Not every contract will have a provision like this. If a contract presented to you is missing one, that is OK. And even though this clause seems to favor the Client, I wouldn’t waste your negotiating efforts here for a couple reasons.
- Unlikely to Occur. A clause like this only applies in the very unlikely event of a lawsuit to prevent a very specific type of behavior. Your negotiating efforts are better spent elsewhere.
- Court May Ignore. This clause attempts to mandate an injunction in certain circumstances. Because an injunction is a special type of remedy, a court isn’t obligated to follow this short-cut and may still insist that Client prove that damages aren’t appropriate.

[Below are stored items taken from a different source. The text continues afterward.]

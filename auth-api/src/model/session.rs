/*
 * Copyright 2025 Security Union LLC
 *
 * Licensed under either of
 *
 * * Apache License, Version 2.0
 *   (http://www.apache.org/licenses/LICENSE-2.0)
 * * MIT license
 *   (http://opensource.org/licenses/MIT)
 *
 * at your option.
 */

//! In-flight authorization-code login (`OidcSession`).

use chrono::{DateTime, Utc};
use uuid::Uuid;

use crate::secret::SecretString;

/// Where a session sits in the PENDING → COMPLETED state machine, as seen at
/// a given instant.
#[derive(Debug, Clone, Copy, PartialEq, Eq)]
pub enum FlowState {
    Pending,
    Completed,
    Expired,
}

/// One authorization-code flow, keyed by its `state` parameter.
///
/// The verifier and the provider tokens are [`SecretString`]s: they are
/// persisted but never printed and the type is not `Serialize`.
#[derive(Debug, Clone)]
pub struct OidcSession {
    pub id: Uuid,
    pub user_id: Option<Uuid>,
    pub provider: String,
    pub state: String,
    pub nonce: String,
    pub code_verifier: SecretString,
    pub redirect_uri: String,
    pub return_to: Option<String>,
    pub scopes: Vec<String>,
    pub expires_at: DateTime<Utc>,
    pub created_at: DateTime<Utc>,
    pub last_refreshed: Option<DateTime<Utc>>,
    pub completed_at: Option<DateTime<Utc>>,
    pub id_token: Option<SecretString>,
    pub access_token: Option<SecretString>,
    pub refresh_token: Option<SecretString>,
}

impl OidcSession {
    /// Expiry wins over completion: a completed session past its deadline is
    /// reported as expired.
    pub fn flow_state(&self, now: DateTime<Utc>) -> FlowState {
        if now >= self.expires_at {
            FlowState::Expired
        } else if self.completed_at.is_some() {
            FlowState::Completed
        } else {
            FlowState::Pending
        }
    }

    pub fn is_expired(&self, now: DateTime<Utc>) -> bool {
        now >= self.expires_at
    }

    pub fn is_completed(&self) -> bool {
        self.completed_at.is_some()
    }
}

/// Values bound to a session when it transitions to COMPLETED.
#[derive(Debug, Clone)]
pub struct SessionCompletion {
    pub user_id: Uuid,
    pub id_token: Option<SecretString>,
    pub access_token: Option<SecretString>,
    pub refresh_token: Option<SecretString>,
    pub completed_at: DateTime<Utc>,
}

#[cfg(test)]
mod tests {
    use super::*;
    use chrono::Duration;

    fn session(now: DateTime<Utc>) -> OidcSession {
        OidcSession {
            id: Uuid::new_v4(),
            user_id: None,
            provider: "google".to_string(),
            state: "s".to_string(),
            nonce: "n".to_string(),
            code_verifier: SecretString::new("v"),
            redirect_uri: "https://app/cb".to_string(),
            return_to: None,
            scopes: vec!["openid".to_string()],
            expires_at: now + Duration::minutes(30),
            created_at: now,
            last_refreshed: None,
            completed_at: None,
            id_token: None,
            access_token: None,
            refresh_token: None,
        }
    }

    #[test]
    fn pending_until_completed() {
        let now = Utc::now();
        let mut s = session(now);
        assert_eq!(s.flow_state(now), FlowState::Pending);
        s.completed_at = Some(now);
        assert_eq!(s.flow_state(now), FlowState::Completed);
    }

    #[test]
    fn expires_exactly_at_deadline() {
        let now = Utc::now();
        let s = session(now);
        assert_eq!(
            s.flow_state(s.expires_at - Duration::milliseconds(1)),
            FlowState::Pending
        );
        assert_eq!(s.flow_state(s.expires_at), FlowState::Expired);
    }

    #[test]
    fn debug_output_hides_verifier() {
        let s = session(Utc::now());
        let printed = format!("{s:?}");
        assert!(!printed.contains("code_verifier: SecretString(\"v\")"));
        assert!(printed.contains("[redacted]"));
    }
}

Integration / Entire Agreement / Amendments
This is one of the more important pieces of boilerplate. The long but typical version of this boilerplate often reads something like this:
Entire Agreement. This Agreement and the SOWs, together with all associated exhibits and schedules, constitute the entire agreement of the parties pertaining to the Services and Deliverables and supersede the parties’ prior agreements, understandings and discussions relating to the Services and Deliverables. No modification of this Agreement or any SOW is binding unless it is in writing and signed by Agency and Client.

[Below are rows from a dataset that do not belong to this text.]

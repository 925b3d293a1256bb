/*
 * Copyright 2025 Security Union LLC
 *
 * Licensed under either of
 *
 * * Apache License, Version 2.0
 *   (http://www.apache.org/licenses/LICENSE-2.0)
 * * MIT license
 *   (http://opensource.org/licenses/MIT)
 *
 * at your option.
 */

//! Secret-bearing strings, CSPRNG helpers and the one-way token digest.

use std::fmt;

use base64::engine::general_purpose::URL_SAFE_NO_PAD;
use base64::Engine;
use rand::rngs::OsRng;
use rand::RngCore;
use sha2::{Digest, Sha256};

/// Number of random bytes behind every state, nonce, verifier and API token.
pub const SECRET_BYTES: usize = 32;

/// A string that must never be logged or serialized.
///
/// `Debug` prints a placeholder and the type deliberately implements neither
/// `Display` nor `Serialize`.
#[derive(Clone, PartialEq, Eq)]
pub struct SecretString(String);

impl SecretString {
    pub fn new(value: impl Into<String>) -> Self {
        Self(value.into())
    }

    pub fn expose(&self) -> &str {
        &self.0
    }
}

impl fmt::Debug for SecretString {
    fn fmt(&self, f: &mut fmt::Formatter<'_>) -> fmt::Result {
        f.write_str("SecretString([redacted])")
    }
}

impl From<String> for SecretString {
    fn from(value: String) -> Self {
        Self(value)
    }
}

/// Fill `SECRET_BYTES` bytes from the OS CSPRNG.
pub fn random_bytes() -> [u8; SECRET_BYTES] {
    let mut buf = [0u8; SECRET_BYTES];
    OsRng.fill_bytes(&mut buf);
    buf
}

/// Fresh `SECRET_BYTES` of randomness, base64url without padding.
///
/// Every call draws independently; callers that need several values call it
/// several times rather than deriving one value from another.
pub fn random_urlsafe() -> String {
    URL_SAFE_NO_PAD.encode(random_bytes())
}

/// `base64url(SHA-256(input))`, no padding.
pub fn sha256_urlsafe(input: &str) -> String {
    URL_SAFE_NO_PAD.encode(Sha256::digest(input.as_bytes()))
}

#[cfg(test)]
mod tests {
    use super::*;

    #[test]
    fn random_urlsafe_encodes_32_bytes() {
        let value = random_urlsafe();
        // 32 bytes -> 43 base64 characters without padding.
        assert_eq!(value.len(), 43);
        assert_eq!(URL_SAFE_NO_PAD.decode(&value).unwrap().len(), SECRET_BYTES);
        assert!(!value.contains('='));
    }

    #[test]
    fn random_values_differ() {
        assert_ne!(random_urlsafe(), random_urlsafe());
    }

    #[test]
    fn sha256_matches_known_vector() {
        // SHA-256("abc"), base64url without padding.
        assert_eq!(
            sha256_urlsafe("abc"),
            "ungWv48Bz-pBQUDeXa4iI7ADYaOWF3qctBD_YfIAFa0"
        );
    }

    #[test]
    fn secret_debug_is_redacted() {
        let s = SecretString::new("hunter2");
        assert!(!format!("{s:?}").contains("hunter2"));
        assert_eq!(s.expose(), "hunter2");
    }
}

The clause says say that the agreement is only what is in the four corners of the document and excludes any side agreement, earlier deal, prior discussion, or other understanding relating to the work.

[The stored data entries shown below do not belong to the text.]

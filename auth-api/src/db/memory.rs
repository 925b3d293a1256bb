/*
 * Copyright 2025 Security Union LLC
 *
 * Licensed under either of
 *
 * * Apache License, Version 2.0
 *   (http://www.apache.org/licenses/LICENSE-2.0)
 * * MIT license
 *   (http://opensource.org/licenses/MIT)
 *
 * at your option.
 */

//! In-process store used by tests and local development.
//!
//! Everything lives behind one async mutex, so each trait method is atomic
//! with respect to every other.

use std::collections::HashMap;

use async_trait::async_trait;
use chrono::{DateTime, Utc};
use tokio::sync::Mutex;
use uuid::Uuid;

use super::{
    AuditStore, IdentityStore, SessionStore, StoreError, TokenStore, UnlinkOutcome, UserStore,
};
use crate::audit::AuditLog;
use crate::model::{ApiToken, Identity, OidcSession, SessionCompletion, User};

#[derive(Default)]
struct Tables {
    /// Keyed by `state`.
    sessions: HashMap<String, OidcSession>,
    users: HashMap<Uuid, User>,
    identities: HashMap<Uuid, Identity>,
    tokens: HashMap<Uuid, ApiToken>,
    audit: Vec<AuditLog>,
}

#[derive(Default)]
pub struct MemoryStore {
    tables: Mutex<Tables>,
}

impl MemoryStore {
    pub fn new() -> Self {
        Self::default()
    }

    /// Snapshot of the audit trail, oldest first.
    pub async fn audit_entries(&self) -> Vec<AuditLog> {
        self.tables.lock().await.audit.clone()
    }

    pub async fn session_count(&self) -> usize {
        self.tables.lock().await.sessions.len()
    }

    /// Enable or disable a user account. Returns `false` for unknown ids.
    pub async fn set_user_active(&self, id: Uuid, active: bool) -> bool {
        match self.tables.lock().await.users.get_mut(&id) {
            Some(user) => {
                user.active = active;
                true
            }
            None => false,
        }
    }
}

#[async_trait]
impl SessionStore for MemoryStore {
    async fn create_session(&self, session: &OidcSession) -> Result<(), StoreError> {
        let mut t = self.tables.lock().await;
        if t.sessions.contains_key(&session.state) {
            return Err(StoreError::Conflict("oidc_sessions.state".to_string()));
        }
        t.sessions.insert(session.state.clone(), session.clone());
        Ok(())
    }

    async fn get_session_by_state(&self, state: &str) -> Result<Option<OidcSession>, StoreError> {
        Ok(self.tables.lock().await.sessions.get(state).cloned())
    }

    async fn complete_session(
        &self,
        id: Uuid,
        completion: &SessionCompletion,
    ) -> Result<bool, StoreError> {
        let mut t = self.tables.lock().await;
        let Some(session) = t.sessions.values_mut().find(|s| s.id == id) else {
            return Ok(false);
        };
        if session.completed_at.is_some() {
            return Ok(false);
        }
        session.user_id = Some(completion.user_id);
        session.id_token = completion.id_token.clone();
        session.access_token = completion.access_token.clone();
        session.refresh_token = completion.refresh_token.clone();
        session.completed_at = Some(completion.completed_at);
        session.last_refreshed = Some(completion.completed_at);
        Ok(true)
    }

    async fn delete_sessions_created_before(
        &self,
        cutoff: DateTime<Utc>,
    ) -> Result<u64, StoreError> {
        let mut t = self.tables.lock().await;
        let before = t.sessions.len();
        t.sessions.retain(|_, s| s.created_at >= cutoff);
        Ok((before - t.sessions.len()) as u64)
    }
}

#[async_trait]
impl UserStore for MemoryStore {
    async fn create_user(&self, user: &User) -> Result<(), StoreError> {
        let mut t = self.tables.lock().await;
        if t
            .users
            .values()
            .any(|u| u.email.eq_ignore_ascii_case(&user.email))
        {
            return Err(StoreError::Conflict("users.email".to_string()));
        }
        t.users.insert(user.id, user.clone());
        Ok(())
    }

    async fn get_user(&self, id: Uuid) -> Result<Option<User>, StoreError> {
        Ok(self.tables.lock().await.users.get(&id).cloned())
    }

    async fn get_user_by_email(&self, email: &str) -> Result<Option<User>, StoreError> {
        Ok(self
            .tables
            .lock()
            .await
            .users
            .values()
            .find(|u| u.email.eq_ignore_ascii_case(email))
            .cloned())
    }

    async fn delete_user(&self, id: Uuid) -> Result<bool, StoreError> {
        let mut t = self.tables.lock().await;
        if t.users.remove(&id).is_none() {
            return Ok(false);
        }
        t.identities.retain(|_, i| i.user_id != id);
        t.tokens.retain(|_, tok| tok.user_id != id);
        Ok(true)
    }
}

#[async_trait]
impl IdentityStore for MemoryStore {
    async fn create_identity(&self, identity: &Identity) -> Result<(), StoreError> {
        let mut t = self.tables.lock().await;
        if t.identities.values().any(|i| {
            i.provider == identity.provider && i.external_id == identity.external_id
        }) {
            return Err(StoreError::Conflict(
                "identities(provider, external_id)".to_string(),
            ));
        }
        t.identities.insert(identity.id, identity.clone());
        Ok(())
    }

    async fn get_identity(
        &self,
        provider: &str,
        external_id: &str,
    ) -> Result<Option<Identity>, StoreError> {
        Ok(self
            .tables
            .lock()
            .await
            .identities
            .values()
            .find(|i| i.provider == provider && i.external_id == external_id)
            .cloned())
    }

    async fn list_identities_for_user(&self, user_id: Uuid) -> Result<Vec<Identity>, StoreError> {
        let t = self.tables.lock().await;
        let mut out: Vec<Identity> = t
            .identities
            .values()
            .filter(|i| i.user_id == user_id)
            .cloned()
            .collect();
        out.sort_by_key(|i| i.created_at);
        Ok(out)
    }

    async fn update_identity_login(&self, identity: &Identity) -> Result<(), StoreError> {
        let mut t = self.tables.lock().await;
        match t.identities.get_mut(&identity.id) {
            Some(existing) => {
                existing.email = identity.email.clone();
                existing.email_verified = identity.email_verified;
                existing.display_name = identity.display_name.clone();
                existing.profile_picture_url = identity.profile_picture_url.clone();
                existing.last_login_at = identity.last_login_at;
                Ok(())
            }
            None => Err(StoreError::NotFound),
        }
    }

    async fn delete_identity_keep_last(
        &self,
        user_id: Uuid,
        identity_id: Uuid,
    ) -> Result<UnlinkOutcome, StoreError> {
        let mut t = self.tables.lock().await;
        match t.identities.get(&identity_id) {
            Some(i) if i.user_id == user_id => {}
            _ => return Ok(UnlinkOutcome::NotFound),
        }
        let owned = t
            .identities
            .values()
            .filter(|i| i.user_id == user_id)
            .count();
        if owned <= 1 {
            return Ok(UnlinkOutcome::LastIdentity);
        }
        t.identities.remove(&identity_id);
        Ok(UnlinkOutcome::Deleted)
    }
}

#[async_trait]
impl TokenStore for MemoryStore {
    async fn create_token(&self, token: &ApiToken) -> Result<(), StoreError> {
        let mut t = self.tables.lock().await;
        if t.tokens.values().any(|x| x.token_hash == token.token_hash) {
            return Err(StoreError::Conflict("api_tokens.token_hash".to_string()));
        }
        t.tokens.insert(token.id, token.clone());
        Ok(())
    }

    async fn get_token_by_hash(&self, token_hash: &str) -> Result<Option<ApiToken>, StoreError> {
        Ok(self
            .tables
            .lock()
            .await
            .tokens
            .values()
            .find(|t| t.token_hash == token_hash)
            .cloned())
    }

    async fn get_token(&self, id: Uuid) -> Result<Option<ApiToken>, StoreError> {
        Ok(self.tables.lock().await.tokens.get(&id).cloned())
    }

    async fn list_tokens_for_user(&self, user_id: Uuid) -> Result<Vec<ApiToken>, StoreError> {
        let t = self.tables.lock().await;
        let mut out: Vec<ApiToken> = t
            .tokens
            .values()
            .filter(|x| x.user_id == user_id)
            .cloned()
            .collect();
        out.sort_by(|a, b| b.created_at.cmp(&a.created_at));
        Ok(out)
    }

    async fn count_active_tokens_for_user(
        &self,
        user_id: Uuid,
        now: DateTime<Utc>,
    ) -> Result<usize, StoreError> {
        Ok(self
            .tables
            .lock()
            .await
            .tokens
            .values()
            .filter(|x| x.user_id == user_id && x.is_valid(now))
            .count())
    }

    async fn revoke_token(&self, id: Uuid, at: DateTime<Utc>) -> Result<bool, StoreError> {
        let mut t = self.tables.lock().await;
        match t.tokens.get_mut(&id) {
            Some(token) if token.revoked_at.is_none() => {
                token.revoked_at = Some(at);
                Ok(true)
            }
            _ => Ok(false),
        }
    }

    async fn revoke_all_for_user(
        &self,
        user_id: Uuid,
        at: DateTime<Utc>,
    ) -> Result<u64, StoreError> {
        let mut t = self.tables.lock().await;
        let mut n = 0;
        for token in t.tokens.values_mut() {
            if token.user_id == user_id && token.revoked_at.is_none() {
                token.revoked_at = Some(at);
                n += 1;
            }
        }
        Ok(n)
    }

    async fn update_last_used(&self, id: Uuid, at: DateTime<Utc>) -> Result<(), StoreError> {
        let mut t = self.tables.lock().await;
        match t.tokens.get_mut(&id) {
            Some(token) => {
                token.last_used = Some(at);
                Ok(())
            }
            None => Err(StoreError::NotFound),
        }
    }

    async fn delete_tokens_expired_before(
        &self,
        cutoff: DateTime<Utc>,
    ) -> Result<u64, StoreError> {
        let mut t = self.tables.lock().await;
        let before = t.tokens.len();
        t.tokens.retain(|_, x| x.expires_at >= cutoff);
        Ok((before - t.tokens.len()) as u64)
    }

    async fn delete_tokens_revoked_before(
        &self,
        cutoff: DateTime<Utc>,
    ) -> Result<u64, StoreError> {
        let mut t = self.tables.lock().await;
        let before = t.tokens.len();
        t.tokens
            .retain(|_, x| x.revoked_at.map_or(true, |at| at >= cutoff));
        Ok((before - t.tokens.len()) as u64)
    }
}

#[async_trait]
impl AuditStore for MemoryStore {
    async fn append_audit(&self, entry: &AuditLog) -> Result<(), StoreError> {
        self.tables.lock().await.audit.push(entry.clone());
        Ok(())
    }
}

This clause is typical and your agreement should contain something like this. If it doesn’t, you generally want to see that one is added. A few drafting tips:
- Make Sure All Agreements Addressed. The flip side of that coin is to be sure the integration clause contains all of your understandings. Don’t expect to be able to answer a dispute by saying “oh we had a side deal about that.” For example, if you have a separate NDA, just mention it as part of this clause. For example:
This Agreement and the SOWs, together with all associated exhibits and schedules, and the NDA dated January 1, 2017, constitute the entire agreement….
- Consider Project Management. Given that an SOW will often change over the course of the project, you might want to describe a separate process for how the SOW can be changed based on your project management systems. An edit may be as simple as something like this:
Entire Agreement. This Agreement and the SOWs, together with all associated exhibits and schedules, constitute the entire agreement of the parties pertaining to the Services and Deliverables and supersede the parties’ prior agreements, understandings and discussions relating to the Services and Deliverables. No modification of this Agreement
or any SOW is binding unless it is in writing and signed by Agency and Client. Notwithstanding the forgoing, the SOW may be amended by mutual consent through Agency’s project management system.
You’ve probably seen a counterparts clause that looks like this:
Counterparts. This Agreement, including its SOWs, may be signed in counterparts including PDF and other electronic copies, each of which will be deemed an original and together will constitute the same instrument.
This just says that a contract is still formed even if Client and Agency sign separate signature pages.
Not much to negotiate here. This clause is mutually beneficial. And, you need not worry if your contract is missing this clause as the intent of the parties will work to create the effect this clause makes express.